The Leaked Google Documents: What They Really Mean for SEO

Ana Gotter

Ana Gotter

5min read

Earlier this year, the Google Search document leak was all that the SEO world could talk about.

In case you missed it, here are the highlights:

  • Thousands of documents that seemingly came from Google’s internal Content API warehouse were released by an automated bot, and then shared with SparkToro co-founder Rand Fishkin in May.
  • Fishkin shared this information publicly in late May.
  • Chaos ensued in the SEO world.

For a few weeks immediately following the big leak, it was all anyone could talk about. Hot takes about whether Google lies to us and what it all actually means were everywhere for weeks.

Now that the dust has settled, most of us have had a chance to read up on the changes, and some of the most respected thought leaders have spoken. So what does the Google leak actually mean for SEO, and what should SEO experts and content marketers do now?

Let’s take a look.

What The Leaked Documents Revealed

The leaked documents were extensive— there were literally thousands of documents included in the leak. So, to keep things relatively simple, let’s look at the most significant findings from the documents that are most likely to impact content marketing, search visibility, and SEO overall.

  • Ranking factors: There are over 2,596 modules in the API documentation and 14,014 attributes that seemingly contribute to ranking calculations. There was no specification of how Google weights any of these features.
  • Twiddlers: Google has re-ranking functions that “can adjust the information retrieval score of a document or change the ranking of a document.”
  • Content demotions: Site content can be demoted for reasons like SERP signals indicate user dissatisfaction, low product reviews, business location, exact match domains, restricted content (like porn), and a link not matching the target site.
  • Archiving indexed pages: Google apparently keeps a copy of every version of every page it has indexed, which is some powerful change history action. However, Google only uses the last 20 changes made to a URL when analyzing links.
  • Backlinks: The relevance and diversity of backlinks are essential when it comes to ranking potential, and links very much matter.
  • PageRank: Google’s PageRank is still very much active, and your site’s homepage PageRank is considered.
  • Clicks: Google uses multiple measurements like badClicks, goodClicks, lastLongestClicks, and unsqaushedClicks to assess successful clicks and a positive (and relevant!) user experience.
  • Authorship: Google stores author information associated with content, determining whether an entity is the author of the content. This likely plays into their EEAT considerations.
  • Site Authority: Google uses something called “siteAuthority,” which may be related to low quality content on part of a site potentially impacting the site’s overall ranking. Google previously denied using site authority scores for many years.
  • Chrome: The ChromeinTotal module may indicate that Google leverages data from the Chrome browser to impact ranking.
  • Site size: There’s a smallPersonalSite which seems to indicate small personal sites or blogs. Google may boost or demote these sites using twiddlers, but that’s uncertain.
  • Recency: Content freshness seems to matter, as Google looks at byline dates, URL dates, and on-page semantic content date.
  • Relevance: Google seemingly looks at whether or not something is a core topic of Google’s website by vectorizing pages and sites and comparing the page embeddings to the site embeddings (siteFocusScore).
  • Page titles: Google’s titlematchScore is believed to measure how well a page’s title aligns with a search query.

So What Does This Mean?

Many people began by insisting that all the leaked documents mean is Google lies. I actually disagree with this: We’ve always known that Google will never share the entire truth, with a full list of ranking factors and how they’re weighted.
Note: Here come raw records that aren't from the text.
//! Realtime change hub: table-level change events pushed to sockets.
//!
//! ARCHITECTURE
//! ============
//! Every connected socket registers a bounded `mpsc` sender. Services call
//! [`RealtimeHub::publish`] after a successful write; the hub fans a
//! `<table>:<event>` frame out to each subscriber of that table. Clients
//! treat an event as a cue to refetch, so a full or closed channel simply
//! drops the event for that subscriber.
//!
//! Admins may subscribe to any known table. Guests may subscribe only to
//! `messages`, and only receive rows they sent or that were sent to them.

use std::collections::{HashMap, HashSet};
use std::sync::Arc;

use tokio::sync::{RwLock, mpsc};
use tracing::debug;
use uuid::Uuid;

use crate::frame::{Data, FRAME_ROW, Frame};

pub const CLIENT_CHANNEL_CAPACITY: usize = 256;

pub const TABLES: [&str; 7] = [
    "applications",
    "buy_requests",
    "sell_requests",
    "work_with_me_requests",
    "lead_notes",
    "messages",
    "social_links",
];

const GUEST_TABLES: [&str; 1] = ["messages"];

#[derive(Debug, Clone, Copy, PartialEq, Eq)]
pub enum ChangeEvent {
    Insert,
    Update,
    Delete,
}

impl ChangeEvent {
    #[must_use]
    pub fn as_str(self) -> &'static str {
        match self {
            Self::Insert => "insert",
            Self::Update => "update",
            Self::Delete => "delete",
        }
    }
}

#[derive(Debug, thiserror::Error)]
pub enum RealtimeError {
    #[error("table is required")]
    MissingTable,
    #[error("unknown table: {0}")]
    UnknownTable(String),
    #[error("not allowed to subscribe to {0}")]
    Forbidden(String),
    #[error("client not connected")]
    NotConnected,
    #[error("unknown syscall: {0}")]
    UnknownSyscall(String),
}

impl crate::frame::ErrorCode for RealtimeError {
    fn error_code(&self) -> &'static str {
        match self {
            Self::MissingTable => "E_MISSING_TABLE",
            Self::UnknownTable(_) => "E_UNKNOWN_TABLE",
            Self::Forbidden(_) => "E_FORBIDDEN",
            Self::NotConnected => "E_NOT_CONNECTED",
            Self::UnknownSyscall(_) => "E_UNKNOWN_SYSCALL",
        }
    }
}

struct Subscriber {
    user_id: Uuid,
    is_admin: bool,
    tables: HashSet<String>,
    tx: mpsc::Sender<Frame>,
}

impl Subscriber {
    fn wants(&self, table: &str, owners: &[Uuid]) -> bool {
        self.tables.contains(table) && (self.is_admin || owners.contains(&self.user_id))
    }
}

/// Build the pushed frame for one change.
#[must_use]
pub fn change_frame(table: &str, event: ChangeEvent, row: serde_json::Value) -> Frame {
    let mut data = Data::new();
    data.insert(FRAME_ROW.into(), row);
    Frame::request(format!("{table}:{}", event.as_str()), data).with_channel(table)
}

/// Shared subscriber registry. Clone is cheap.
#[derive(Clone, Default)]
pub struct RealtimeHub {
    clients: Arc<RwLock<HashMap<Uuid, Subscriber>>>,
}

impl RealtimeHub {
    #[must_use]
    pub fn new() -> Self {
        Self::default()
    }

    pub async fn connect(&self, client_id: Uuid, user_id: Uuid, is_admin: bool, tx: mpsc::Sender<Frame>) {
        let subscriber = Subscriber { user_id, is_admin, tables: HashSet::new(), tx };
        self.clients.write().await.insert(client_id, subscriber);
    }

    pub async fn disconnect(&self, client_id: Uuid) {
        self.clients.write().await.remove(&client_id);
    }

    pub async fn client_count(&self) -> usize {
        self.clients.read().await.len()
    }

    /// # Errors
    ///
    /// Unknown tables, guest access to admin tables, or an unregistered client.
    pub async fn subscribe(&self, client_id: Uuid, table: &str) -> Result<(), RealtimeError> {
        if !TABLES.contains(&table) {
            return Err(RealtimeError::UnknownTable(table.to_string()));
        }
        let mut clients = self.clients.write().await;
        let Some(client) = clients.get_mut(&client_id) else {
            return Err(RealtimeError::NotConnected);
        };
        if !client.is_admin && !GUEST_TABLES.contains(&table) {
            return Err(RealtimeError::Forbidden(table.to_string()));
        }
        client.tables.insert(table.to_string());
        Ok(())
    }

    /// # Errors
    ///
    /// Returns [`RealtimeError::NotConnected`] for an unregistered client.
    pub async fn unsubscribe(&self, client_id: Uuid, table: &str) -> Result<(), RealtimeError> {
        let mut clients = self.clients.write().await;
        let Some(client) = clients.get_mut(&client_id) else {
            return Err(RealtimeError::NotConnected);
        };
        client.tables.remove(table);
        Ok(())
    }

    /// Push a change to every interested subscriber. `owners` names the users
    /// a guest must be to see the row. Returns the number of deliveries.
    pub async fn publish(&self, table: &str, event: ChangeEvent, row: serde_json::Value, owners: &[Uuid]) -> usize {
        let frame = change_frame(table, event, row);
        let clients = self.clients.read().await;
        let mut delivered = 0;
        for (client_id, client) in clients.iter() {
            if !client.wants(table, owners) {
                continue;
            }
            match client.tx.try_send(frame.clone()) {
                Ok(()) => delivered += 1,
                Err(e) => debug!(%client_id, error = %e, "realtime: dropped change frame"),
            }
        }
        delivered
    }

    /// Serialize `row` and publish it; serialization failures are logged
    /// and dropped.
    pub async fn publish_row<T: serde::Serialize>(&self, table: &str, event: ChangeEvent, row: &T, owners: &[Uuid]) {
        match serde_json::to_value(row) {
            Ok(value) => {
                self.publish(table, event, value, owners).await;
            }
            Err(e) => tracing::warn!(table, error = %e, "realtime: row encode failed"),
        }
    }

    /// Handle one inbound request frame and return the reply.
    pub async fn handle_frame(&self, client_id: Uuid, req: &Frame) -> Frame {
        let table = req.data.get("table").and_then(serde_json::Value::as_str);
        let result = match (req.syscall.as_str(), table) {
            ("realtime:subscribe" | "realtime:unsubscribe", None) => Err(RealtimeError::MissingTable),
            ("realtime:subscribe", Some(table)) => self.subscribe(client_id, table).await,
            ("realtime:unsubscribe", Some(table)) => self.unsubscribe(client_id, table).await,
            (other, _) => Err(RealtimeError::UnknownSyscall(other.to_string())),
        };
        match (result, table) {
            (Ok(()), Some(table)) => req.clone().with_channel(table).done(),
            (Ok(()), None) => req.done(),
            (Err(e), _) => req.error_from(&e),
        }
    }
}

#[cfg(test)]
#[path = "realtime_test.rs"]
mod tests;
They also make rapid and constant changes, and while they may have been lying about certain parts of the algorithm (potentially like actually using site authority despite denying it for several years), I think a lot of what we’re discovering is that standard good SEO practices still hold true.

For example:

  • We’ve always known that link building was clearly an important ranking factor, and that site authority, relevance, and diversity in backlinks mattered a great deal. That’s still very much true, and should be a key consideration in your long-term SEO strategies.
  • Many content marketing strategies have centered around topical authority, building a website’s reputation as an expert for certain key topics.
  • Google’s EEAT has stressed that having relevant author expertise could impact content ranking.
  • We’ve long expected that strong on-page experiences and relevance— assessed by long average time on page metrics and low bounce metrics— may impact how Google assesses content.
  • SEO experts have been stressing the importance of relevant page titles and accurate, matching links for years, ensuring that customers end up on pages with content they’re actually looking for.

Is This Data Still Relevant?

The documents indicated that the leaked information was seemingly accurate as of March, 2024. It’s possible that some of the findings were things that Google was simply testing, or that they’ve changed things up since then.

While Google’s algorithm is always changing, I think that it’s safe to say that a lot of these general principles are consistent enough with what we’ve already seen and previously thought to be true.

The Takeaways: How to Adapt Your SEO Strategy

The good news is that the majority of the leaked documents confirm some of what we already knew and suspected. The rest have affirmed that these are some of the best moves you can make with content marketing and SEO right now:

  • Build links— as Chima Mmeje puts it, collect backlinks like infinity stones, collecting backlinks from different but relevant websites.
  • Create topical authority, and consider using content strategies like topic clusters to do so.
  • Create expert-led content, which is unique, original, valuable, and is more easily trusted; content marketers should be connecting with subject matter experts for interviews at the very least.
  • Update old content, removing content that’s no longer relevant and adding in anything new that is.
  • Ensure that all of your existing site content has intent-accurate keywords, correct site links, and is following any updated SEO practices.

Finally, expert Rand Fishkin has stressed multiple times that it’s important to build a strong brand that can benefit you in search but also independently of Google. That brand can help support your business’s growth even if Google changes the algorithm.

We know that Google will change the algorithm at some point— plenty of sites were impacted by an algorithm update last year— so it’s important to ensure that you aren’t depending entirely on Google and SEO.

Have other defined distribution plans for content, and build a brand using multiple different strategies while tracking important site KPIs using transparent website analytics tools.